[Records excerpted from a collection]
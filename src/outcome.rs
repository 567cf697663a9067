//! Terminal result type for executed effects
//!
//! This module provides the `Outcome` type, the two-variant container every
//! executed [`Effect`](crate::Effect) resolves to. It is a terminal
//! representation of an already-resolved computation: there is nothing left
//! to defer, retry, or cancel, only a value to eliminate via [`Outcome::fold`].
//!
//! # Examples
//!
//! ## Basic usage
//!
//! ```
//! use driftwood::Outcome;
//!
//! let success = Outcome::<_, String>::success(42);
//! let failure = Outcome::<i32, _>::failure("boom".to_string());
//!
//! assert!(success.is_success());
//! assert!(failure.is_failure());
//! ```
//!
//! ## Eliminating with fold
//!
//! ```
//! use driftwood::Outcome;
//!
//! let outcome = Outcome::<_, String>::success(2);
//! let description = outcome.fold(
//!     |err| format!("failed: {}", err),
//!     |value| format!("got {}", value),
//! );
//! assert_eq!(description, "got 2");
//! ```

/// The resolved result of an effectful computation.
///
/// `Outcome<T, E>` is either `Success(T)` or `Failure(E)` - exactly one
/// variant, immutable once constructed, plain value semantics. It replaces
/// thrown exceptions for expected failure modes: drivers reject, the failure
/// adapter captures the rejection, and callers observe it here.
///
/// Unlike `std::result::Result` in typical application code, an `Outcome` is
/// meant to be *eliminated* rather than propagated: call [`Outcome::fold`]
/// with one handler per branch. `From`/`Into` conversions to `Result` are
/// provided for code that wants `?` at its own boundary.
#[derive(Clone, Copy, Debug, PartialEq, Eq, Hash)]
#[must_use = "an Outcome carries the only record of a computation's failure"]
pub enum Outcome<T, E> {
    /// The computation produced a value.
    Success(T),
    /// The computation failed with an error payload.
    Failure(E),
}

impl<T, E> Outcome<T, E> {
    /// Create a successful outcome.
    ///
    /// # Examples
    ///
    /// ```
    /// use driftwood::Outcome;
    ///
    /// let outcome = Outcome::<_, String>::success(42);
    /// assert!(outcome.is_success());
    /// ```
    pub fn success(value: T) -> Self {
        Outcome::Success(value)
    }

    /// Create a failed outcome.
    ///
    /// # Examples
    ///
    /// ```
    /// use driftwood::Outcome;
    ///
    /// let outcome = Outcome::<i32, _>::failure("boom");
    /// assert!(outcome.is_failure());
    /// ```
    pub fn failure(error: E) -> Self {
        Outcome::Failure(error)
    }

    /// Lift a `Result` into an `Outcome`.
    ///
    /// `Ok` becomes `Success`, `Err` becomes `Failure`. This is how driver
    /// results enter the typed failure channel.
    pub fn from_result(result: Result<T, E>) -> Self {
        match result {
            Ok(value) => Outcome::Success(value),
            Err(error) => Outcome::Failure(error),
        }
    }

    /// Convert into a `Result`, for callers that want `?` propagation.
    ///
    /// # Examples
    ///
    /// ```
    /// use driftwood::Outcome;
    ///
    /// let outcome = Outcome::<_, String>::success(42);
    /// assert_eq!(outcome.into_result(), Ok(42));
    /// ```
    pub fn into_result(self) -> Result<T, E> {
        match self {
            Outcome::Success(value) => Ok(value),
            Outcome::Failure(error) => Err(error),
        }
    }

    /// Returns true if this is a `Success`.
    pub fn is_success(&self) -> bool {
        matches!(self, Outcome::Success(_))
    }

    /// Returns true if this is a `Failure`.
    pub fn is_failure(&self) -> bool {
        matches!(self, Outcome::Failure(_))
    }

    /// Eliminate the outcome: exactly one branch is invoked with its payload.
    ///
    /// The return value is whatever the invoked branch produces. `fold` is
    /// pure; it has no side effects unless the handlers themselves do. This
    /// is the single observation point for failures - a handler that panics
    /// is exercising caller choice, not a leak from the effect layer.
    ///
    /// # Examples
    ///
    /// ```
    /// use driftwood::Outcome;
    ///
    /// let ok = Outcome::<_, String>::success(2).fold(|_| 0, |n| n * 10);
    /// assert_eq!(ok, 20);
    ///
    /// let err = Outcome::<i32, _>::failure("down").fold(|e| e.len(), |_| 0);
    /// assert_eq!(err, 4);
    /// ```
    pub fn fold<R, FE, FT>(self, on_failure: FE, on_success: FT) -> R
    where
        FE: FnOnce(E) -> R,
        FT: FnOnce(T) -> R,
    {
        match self {
            Outcome::Success(value) => on_success(value),
            Outcome::Failure(error) => on_failure(error),
        }
    }

    /// Transform the success value; a failure passes through unchanged.
    ///
    /// The function must not itself need to signal failure - use
    /// [`Effect::and_then`](crate::Effect::and_then) at the effect layer for
    /// that.
    ///
    /// # Examples
    ///
    /// ```
    /// use driftwood::Outcome;
    ///
    /// let outcome = Outcome::<_, String>::success(5).map(|x| x * 2);
    /// assert_eq!(outcome, Outcome::Success(10));
    ///
    /// let outcome = Outcome::<i32, _>::failure("boom").map(|x| x * 2);
    /// assert_eq!(outcome, Outcome::Failure("boom"));
    /// ```
    pub fn map<U, F>(self, f: F) -> Outcome<U, E>
    where
        F: FnOnce(T) -> U,
    {
        match self {
            Outcome::Success(value) => Outcome::Success(f(value)),
            Outcome::Failure(error) => Outcome::Failure(error),
        }
    }

    /// Transform the failure value; a success passes through unchanged.
    pub fn map_err<E2, F>(self, f: F) -> Outcome<T, E2>
    where
        F: FnOnce(E) -> E2,
    {
        match self {
            Outcome::Success(value) => Outcome::Success(value),
            Outcome::Failure(error) => Outcome::Failure(f(error)),
        }
    }

    /// Chain a computation that may itself fail.
    ///
    /// # Examples
    ///
    /// ```
    /// use driftwood::Outcome;
    ///
    /// let outcome = Outcome::<_, String>::success(5)
    ///     .and_then(|x| if x > 0 { Outcome::Success(x * 2) } else { Outcome::Failure("neg".into()) });
    /// assert_eq!(outcome, Outcome::Success(10));
    /// ```
    pub fn and_then<U, F>(self, f: F) -> Outcome<U, E>
    where
        F: FnOnce(T) -> Outcome<U, E>,
    {
        match self {
            Outcome::Success(value) => f(value),
            Outcome::Failure(error) => Outcome::Failure(error),
        }
    }
}

impl<T, E> From<Result<T, E>> for Outcome<T, E> {
    fn from(result: Result<T, E>) -> Self {
        Outcome::from_result(result)
    }
}

impl<T, E> From<Outcome<T, E>> for Result<T, E> {
    fn from(outcome: Outcome<T, E>) -> Self {
        outcome.into_result()
    }
}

Directions for this task>
Given the data above, which lines hold the string "FnOnce"? Return them.

Completed task>
        FE: FnOnce(E) -> R,
        FT: FnOnce(T) -> R,
        F: FnOnce(T) -> U,
        F: FnOnce(E) -> E2,
        F: FnOnce(T) -> Outcome<U, E>,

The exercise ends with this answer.